Hero Page 93

Anger flared through me worse than the pain I’d felt earlier. “I just told you I’m leaving Boston and that’s your reaction?”

His jaw clenched as he glared at me.

A somewhat better reaction than his previous bland question.

“No, that’s not why I was crying,” I answered anyway. “I found the photographs.”

Confused, he shrugged. “What photographs?”

“The ones you have of me, of us, in the side table.”

His reply was to take a few more wary steps back.

Renewed tears trembled on my lashes. “I’m leaving you. So the only thing you’ll have left of me are those fucking photographs.”

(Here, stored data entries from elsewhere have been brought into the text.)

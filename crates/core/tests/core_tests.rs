//! Integration tests for the core crate.

use std::time::Duration;

use masjid_display_core::model::{ContentItem, DisplayState, Playlist, SponsorshipTier};
use masjid_display_core::rotation::{LoadOutcome, RotationEngine, Tick};

fn item(id: &str, order: i64) -> ContentItem {
    ContentItem::new(id, format!("title {id}"), order)
}

fn playlist(ids: &[&str]) -> Playlist {
    Playlist::from_items(ids.iter().enumerate().map(|(i, id)| item(id, i as i64)))
}

#[test]
fn test_display_state_serde() {
    let serialized = serde_json::to_string(&DisplayState::Displaying).unwrap();
    assert_eq!(serialized, r#""displaying""#);
    let deserialized: DisplayState = serde_json::from_str(&serialized).unwrap();
    assert_eq!(deserialized, DisplayState::Displaying);
}

#[test]
fn playlist_excludes_inactive_items() {
    let mut items: Vec<ContentItem> = (0..5).map(|i| item(&format!("c{i}"), i)).collect();
    items[1].is_active = false;
    items[3].is_active = false;

    let playlist = Playlist::from_items(items);

    assert_eq!(playlist.len(), 3);
    assert!(!playlist.contains("c1"));
    assert!(!playlist.contains("c3"));
    assert_eq!(playlist.ids().collect::<Vec<_>>(), vec!["c0", "c2", "c4"]);
}

#[test]
fn playlist_sorts_by_order_then_id_and_dedupes() {
    let playlist = Playlist::from_items(vec![
        item("b", 2),
        item("z", 1),
        item("a", 2),
        item("a", 0),
    ]);
    // the second "a" is a duplicate and loses to the first occurrence (order 2)
    assert_eq!(playlist.ids().collect::<Vec<_>>(), vec!["z", "a", "b"]);
}

#[test]
fn playlist_respects_schedule_window() {
    let day = chrono::NaiveDate::from_ymd_opt(2025, 3, 10).unwrap();
    let mut expired = item("expired", 0);
    expired.end_date = chrono::NaiveDate::from_ymd_opt(2025, 3, 9);
    let mut future = item("future", 1);
    future.start_date = chrono::NaiveDate::from_ymd_opt(2025, 3, 11);
    let mut last_day = item("last-day", 2);
    last_day.end_date = Some(day);

    let playlist = Playlist::scheduled_on(vec![expired, future, last_day], day);

    assert_eq!(playlist.ids().collect::<Vec<_>>(), vec!["last-day"]);
}

#[test]
fn advancing_len_times_returns_to_start() {
    for len in 1..=7 {
        let ids: Vec<String> = (0..len).map(|i| format!("c{i}")).collect();
        let refs: Vec<&str> = ids.iter().map(String::as_str).collect();
        let mut engine = RotationEngine::default();
        engine.load(playlist(&refs));

        let mut visited = Vec::new();
        for _ in 0..len {
            visited.push(engine.state().current_index);
            engine.advance();
        }

        assert_eq!(engine.state().current_index, 0, "len {len}");
        visited.sort_unstable();
        assert_eq!(visited, (0..len).collect::<Vec<_>>(), "len {len}");
    }
}

#[test]
fn loading_empty_playlist_has_no_current_item() {
    let mut engine = RotationEngine::default();
    engine.load(playlist(&["a", "b", "c"]));
    engine.advance();

    engine.load(Playlist::empty());

    assert!(engine.current().is_none());
    assert_eq!(engine.state().current_index, 0);
    engine.advance();
    assert_eq!(engine.tick(), Tick::Empty);
    assert!(engine.current().is_none());
}

#[test]
fn loading_identical_playlist_keeps_index() {
    let mut engine = RotationEngine::default();
    assert_eq!(engine.load(playlist(&["a", "b", "c"])), LoadOutcome::Reset);
    engine.advance();
    engine.advance();
    let before = engine.state();

    assert_eq!(engine.load(playlist(&["a", "b", "c"])), LoadOutcome::Unchanged);

    assert_eq!(engine.state(), before);
    assert_eq!(engine.current().map(|c| c.id.as_str()), Some("c"));
}

#[test]
fn loading_different_playlist_resets_index() {
    let mut engine = RotationEngine::default();
    engine.load(playlist(&["a", "b", "c"]));
    engine.advance();
    let version = engine.state().playlist_version;

    assert_eq!(engine.load(playlist(&["a", "b", "d"])), LoadOutcome::Reset);

    assert_eq!(engine.state().current_index, 0);
    assert_eq!(engine.state().playlist_version, version + 1);
}

#[test]
fn resync_preserves_index_when_item_matches() {
    let mut engine = RotationEngine::default();
    engine.load(playlist(&["a", "b", "c"]));
    engine.advance();

    assert_eq!(engine.resync(playlist(&["a", "b", "d", "e"])), LoadOutcome::Preserved);
    assert_eq!(engine.current().map(|c| c.id.as_str()), Some("b"));

    assert_eq!(engine.resync(playlist(&["x", "y"])), LoadOutcome::Reset);
    assert_eq!(engine.state().current_index, 0);
}

#[test]
fn resync_into_shorter_playlist_resets() {
    let mut engine = RotationEngine::default();
    engine.load(playlist(&["a", "b", "c"]));
    engine.advance();
    engine.advance();

    assert_eq!(engine.resync(playlist(&["a"])), LoadOutcome::Reset);
    assert_eq!(engine.current().map(|c| c.id.as_str()), Some("a"));
}

#[test]
fn single_item_playlist_repeats() {
    let mut engine = RotationEngine::default();
    engine.load(playlist(&["only"]));

    assert_eq!(engine.tick(), Tick::Repeated);
    assert_eq!(engine.state().current_index, 0);
    engine.advance();
    assert_eq!(engine.current().map(|c| c.id.as_str()), Some("only"));
}

#[test]
fn pause_survives_reload() {
    let mut engine = RotationEngine::default();
    engine.load(playlist(&["a", "b"]));
    engine.pause();

    engine.load(playlist(&["c", "d"]));

    assert!(engine.state().is_paused);
    assert_eq!(engine.tick(), Tick::Suppressed);
}

#[test]
fn dwell_uses_item_override_else_default() {
    let mut sponsored = item("sponsored", 0);
    sponsored.sponsorship_amount = 5000.0;
    let mut long = item("long", 1);
    long.dwell_secs = Some(45);

    let mut engine = RotationEngine::new(Duration::from_secs(12));
    engine.load(Playlist::from_items(vec![sponsored, long]));

    assert_eq!(engine.current_dwell(), Duration::from_secs(12));
    engine.advance();
    assert_eq!(engine.current_dwell(), Duration::from_secs(45));
}

#[test]
fn sponsorship_tiers() {
    assert_eq!(SponsorshipTier::from_amount(0.0), None);
    assert_eq!(SponsorshipTier::from_amount(49.99), None);
    assert_eq!(SponsorshipTier::from_amount(50.0), Some(SponsorshipTier::Bronze));
    assert_eq!(SponsorshipTier::from_amount(200.0), Some(SponsorshipTier::Silver));
    assert_eq!(SponsorshipTier::from_amount(999.0), Some(SponsorshipTier::Gold));
    assert_eq!(SponsorshipTier::from_amount(1000.0), Some(SponsorshipTier::Platinum));
}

The blank wall came slamming down over his face.

I got it now. It was just like Effie said. Caine was never more cold and distant than when he was determined to hide what he was really feeling.

“I’m not going to stand here and have the same argument with you over and over. What I will say is that when I walk out that door I’m walking out of here hating you for throwing me away when the truth is … the truth is you love me. I know you do, even if you deny it. And if it were me, Caine, I wouldn’t be able to stand the idea of you ever hating me, no matter how far apart we are, and I will hate you if you don’t stop lying. So you either tell me what it is you’re hiding or you don’t, but you should know I will definitely never forgive you if you don’t.” I swiped away my tears. “And I’m so tired of the whole concept of unforgiveness.”

I waited for what seemed like forever for Caine to answer me. When he did I wasn’t sure whether to be relieved or concerned. His eyes hard, he nodded. “Fine, you want the truth, I’ll tell you the truth, but take your pills first.”

“I can do that,” I said, not liking the brittle, snappish tone he was using.

Once I’d swallowed the pills and was seated on the sofa at the other end of the room, Caine paced for a while, back and forth in front of me.

“Are you going to sit down?” My heart had begun to pound at his increasing anxiety.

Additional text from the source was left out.